From: Branko Čibej <brane_at_e-reka.si>
Date: Tue, 27 Mar 2012 02:55:37 +0200

[this should really be on the dev@ list, i mis-addressed my response.]

On 26.03.2012 17:48, Ashod Nakashian wrote:
>>
>> I recommended a two-stage approach to the implementation because
>> (packing and) encrypting the pristines is only half the story, there
>> are a number of interactions with the rest of the system that need to
>> be ironed out, and it makes no sense to take on the most complex part
>> of the storage format first.
> I see.

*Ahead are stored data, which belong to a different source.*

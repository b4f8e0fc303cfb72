use anyhow::Context;
use clap::{CommandFactory, Parser, Subcommand};
use clap_complete::{generate, Shell};
use phloem_core::run_benchmark;
use phloem_transport::{tcp_endpoint, zmq, ZmqPull, ZmqPush};
use schemars::schema_for;
use std::io;
use std::path::PathBuf;
use tracing_subscriber::{layer::SubscriberExt, util::SubscriberInitExt};

use phloem_cli::config::ProfileConfig;
use phloem_cli::lists;
use phloem_cli::output::ExperimentResults;

/// Phloem: round-trip latency benchmark for push/pull decision endpoints
///
/// Phloem binds a PUSH socket for requests and a PULL socket for replies,
/// sends synthetic `[id][domain][ip]` requests at a fixed rate, matches each
/// `[id][score][category]` reply to its request and reports percentiles.
///
/// Example usage:
///   phloem run -P profiles/local.toml
///   phloem run -P profiles/local.toml --set workload.rate=500 --set experiment.duration=30s
///   phloem completions bash > ~/.local/share/bash-completion/completions/phloem
#[derive(Parser)]
#[command(name = "phloem")]
#[command(version, about = "Round-trip latency benchmark over push/pull sockets", long_about = None)]
struct Cli {
    #[command(subcommand)]
    command: Commands,

    /// Log level (trace, debug, info, warn, error)
    #[arg(short = 'l', long, default_value = "info", global = true)]
    log_level: String,

    /// Verbose output (same as --log-level debug)
    #[arg(short, long, global = true)]
    verbose: bool,
}

#[derive(Subcommand)]
enum Commands {
    /// Run a latency measurement
    Run {
        /// Path to TOML profile configuration file
        #[arg(short = 'P', long, required = true)]
        profile: PathBuf,

        /// Override any configuration value using dot notation (repeatable)
        ///
        /// Examples:
        ///   --set target.send_port=6000
        ///   --set workload.rate=250
        ///   --set experiment.seed=7
        ///   --set drain.timeout=5s
        #[arg(long = "set", value_name = "KEY=VALUE")]
        set: Vec<String>,
    },

    /// Generate shell completions
    Completions {
        #[arg(value_enum)]
        shell: Shell,
    },

    /// Generate JSON Schema for profile files
    Schema,
}

fn main() -> anyhow::Result<()> {
    let cli = Cli::parse();

    let level = if cli.verbose { "debug".to_string() } else { cli.log_level.clone() };
    tracing_subscriber::registry()
        .with(
            tracing_subscriber::EnvFilter::try_from_default_env()
                .unwrap_or_else(|_| level.into()),
        )
        .with(tracing_subscriber::fmt::layer())
        .init();

    match cli.command {
        Commands::Completions { shell } => {
            let mut cmd = Cli::command();
            generate(shell, &mut cmd, "phloem", &mut io::stdout());
            Ok(())
        }
        Commands::Schema => {
            let schema = schema_for!(ProfileConfig);
            println!("{}", serde_json::to_string_pretty(&schema)?);
            Ok(())
        }
        Commands::Run { profile, set } => run_experiment(profile, set),
    }
}

fn run_experiment(profile: PathBuf, set: Vec<String>) -> anyhow::Result<()> {
    tracing::info!("Loading profile: {}", profile.display());

    let config = if set.is_empty() {
        let config = ProfileConfig::from_file(&profile)?;
        config.validate()?;
        config
    } else {
        ProfileConfig::from_file_with_overrides(&profile, &set)?
    };

    tracing::info!("=== Experiment Configuration ===");
    tracing::info!("Name: {}", config.experiment.name);
    if let Some(desc) = &config.experiment.description {
        tracing::info!("Description: {}", desc);
    }
    if let Some(seed) = config.experiment.seed {
        tracing::info!("Seed: {} (reproducible mode)", seed);
    }
    tracing::info!("Duration: {:?}", config.experiment.duration);
    tracing::info!("Rate: {} req/s", config.workload.rate);
    tracing::info!("Drain timeout: {:?}", config.drain.timeout);
    tracing::info!("================================");

    // Lists and sockets are prerequisites; any failure here is fatal
    let pool = lists::load_pool(&config.workload.domains, &config.workload.ips)?;

    let ctx = zmq::Context::new();
    let options = config.channel_options();
    let push = ZmqPush::bind(
        &ctx,
        &tcp_endpoint(&config.target.address, config.target.send_port),
        &options,
    )
    .context("Cannot bind request socket")?;
    let pull = ZmqPull::bind(
        &ctx,
        &tcp_endpoint(&config.target.address, config.target.receive_port),
        &options,
    )
    .context("Cannot bind reply socket")?;

    let send_endpoint = push.bound_endpoint().to_string();
    let receive_endpoint = pull.bound_endpoint().to_string();
    tracing::info!("Requests on {}, replies on {}", send_endpoint, receive_endpoint);

    let outcome = run_benchmark(&config.benchmark_config(), pool, push, pull)?;

    let results = ExperimentResults::from_outcome(
        config.experiment.name.clone(),
        send_endpoint,
        receive_endpoint,
        config.workload.rate,
        &outcome,
    );
    results.print_human();

    if config.output.format == "json" {
        if let Some(file) = &config.output.file {
            results.write_json(file)?;
            tracing::info!("Results written to: {}", file.display());
        }
    }

    Ok(())
}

This isn't what I gathered previously.

I don't /know/ what interactions there are, but it would certainly help
to find out (by running the test suite with the simplest possible
compressed-pristine implementation, for example).

>> As others have pointed out, the only cases where compression and
>> packing may cause trouble is working copies with a lot of binary,
>> compressed files (.jars, various image formats, etc.) That's a problem
>> that needs solving regardless of the compression algorithm or pack
>> format.
> This can be handled with a not-compressed flag and storing the data as-is.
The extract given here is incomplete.